Statistical Machine Learning - Who Tweeted That?

9 minute read

The goal of this project is to predict the authors of test tweets based on the analysis of the 328195 unstructured training tweets from 9293 users.

Feature Engineering

The classification problem requires us to go through tweets from large number of authors. The number of tweets for an individual varied from a single tweet to well over 200 tweets. Training models using the whole corpus was very expensive. To overcome this problem, we applied different feature engineering techniques:

  • Preprocessing: Tweets are unstructured, and it is challenging to perform semantic analysis on them. Hence we performed preprocessing such as converting the words to lower case, removing special characters, removing hyperlinks, removing stopwords from tweets and using stemming and lemma to reduce the number of unique words thereby reducing the features.

  • Feature creation: We began by creating some of our own features based for the preliminary analysis. We generated features based on some of the common properties such as retweets used, foreign language detected, number of capital letters proportion, number of unrecognised words, number of tags, number of hashtags and usage of URL in text. We were not able to get good classification training accuracy using this approach.
  • Vectorization: We realised that textual content is important for acquiring better accuracy. Hence we tried vectorising preprocessed tweets. In order to vectorise the tweets to features, we have used different libraries. Using CountVectorizer, we converted the words of cleaned tweets to a matrix based on the token count. We restricted the number of features and tuned the document frequency. As there was not much improvement in the accuracy, we explored TfidfVectorizer. We used training data to create a corpus. Tf-idf assigns a numerical value based on statistics that reflects the importance of words. We also investigated implementing the HashingVectorizer. It uses one-way hashing to convert string to features by applying the hashing function. Lastly, we tried Word2Vec for performing vectorisation of the tweets based on some textual semantics. Turns out, TfidfVectorizer provided the most optimal classification accuracy out of all other vectorizers. We have also applied feature selection and elimination technique to identify the most relevant features using a variance threshold as a part of the pipeline.

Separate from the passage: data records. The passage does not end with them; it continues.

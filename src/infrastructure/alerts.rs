//! Alert delivery. The domain emits abstract `Alert` values; this module
//! routes them to the configured sink. The default sink writes structured
//! log lines, which the log pipeline forwards to paging.

use anyhow::Result;
use async_trait::async_trait;
use tracing::{error, info, warn};

use crate::domain::ports::NotificationService;
use crate::domain::types::{Alert, Severity};

/// Notification sink that emits alerts as structured tracing events
pub struct TracingNotifier;

#[async_trait]
impl NotificationService for TracingNotifier {
    async fn emit_alert(&self, alert: Alert) -> Result<()> {
        match alert.severity {
            Severity::Warning => {
                warn!(context = %alert.context, "ALERT: {}", alert.message);
            }
            Severity::Breach => {
                error!(context = %alert.context, "ALERT: {}", alert.message);
            }
            Severity::Critical => {
                error!(context = %alert.context, "CRITICAL ALERT: {}", alert.message);
            }
        }
        Ok(())
    }
}

#[cfg(test)]
mod tests {
    use super::*;
    use serde_json::json;

    #[tokio::test]
    async fn test_tracing_notifier_accepts_all_severities() {
        let notifier = TracingNotifier;
        for severity in [Severity::Warning, Severity::Breach, Severity::Critical] {
            let alert = Alert::new(severity, "test alert", json!({"limit": "max_leverage"}));
            assert!(notifier.emit_alert(alert).await.is_ok());
        }
        info!("done");
    }
}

  • Language Modelling: In order to improve accuracy and performance, we also explored Embedding layer of Keras sequential neural network design. Using this layer, we were able to map tweet texts into tensors with input and output dimension, which can be feed into a neural network for understanding patterns and semantics. Finally, we moved to pre-trained language model learner approach used in transfer learning. In order to implement this, we used pre-trained Wikipedia’s model provided by fast.ai library and fine-tuned it with raw twitter data without any preprocessing. Using this language modelling approach, we were able to get the best accuracy on the test data.

Learners

Our requirement was to tackle a multi-class text classification problem. In order to solve this problem with the most appropriate learner, we explored several categories of the models:

  • Multiclass as One-Vs-All models: The first model we executed was a Linear Support-Vector machine. A support-vector machine’s ability to construct hyperplane or set of hyperplanes in a high or infinite-dimensional space, allowed us to form a suitable classifier to classify tweets. SVMs’ ability to not overfit the problem was ideal given we were testing on 30% data on Kaggle. We then experimented with Stochastic Gradient Classifier on top of SVM. The SGD classifier’s use of SVM in combination with gradient descent optimiser to randomly select (or shuffled) samples allows calculating gradients efficiently. However, the results did not greatly alter from the one-vs-rest SVM model developed previously.
  • Inherently multiclass Models: We then implemented Random forest classifier. The model’s ability to use a multitude of decision trees(15 in our model) and choosing the best possible class allowed us to classify a tweet to a specific author. Next we implemented a Naive Bayes Classifier. Naive Bayes classifiers are a family of simple “probabilistic classifier” based on Bayes’ theorem with strong (naive) independence assumptions between the features. We have trained the classifier for each author based on a set of keywords that the author has previously used. While predicting a new tweet, we evaluate certain keywords in it and use our classifier to predict the author. We also created a Multinominal Logistic Regression model as it allowed us to acquire probabilities that a tweet belonged to a certain author and predict an author with the highest probability.
  • Keras sequential networks: The next set of models we implemented were the Recurrent Neural Networks(RNN). The RNN’s ability to understand the patterns, along with using keywords and vectorised features, allowed better classification. Also, its ability to have persistent information allows it to keep learning from its past iteration. Keras deep learning neural networks using Tf-Idf vectorizer uses this concept to classify tweets to authors. Even though RNNs allow us to persist information, it does not hold information for entirely like Long Short Term Memory Models(LSTMs). Hence, we used Keras with LSTMs along with embedding. The accuracy with the changes remained quite similar.
  • Pretrained models: Our final model was based on pre-trained LSTM model called ULMFiT (Universal Language Model Fine-tuning for Text Classification) from fast.ai. The model is pre-trained on 103 million tokens extracted from Wikipedia. The pre-trained model is competent enough to understand the semantics of the text. Once, we form a final tuned model using the collection of tweets. We get a classifier that can use both semantic and syntactic patterns in the text to classify tweets. The architecture below depicts how the pre-trained model can be transformed to fit a specific application using fine-tuning.

Model selection

We aimed to find a generalised model for this problem which can provide the most optimal training accuracy without overfitting. We explored multiple learners with different feature selection techniques, as explained in the previous section to get a model which can generate good predictions on the test data.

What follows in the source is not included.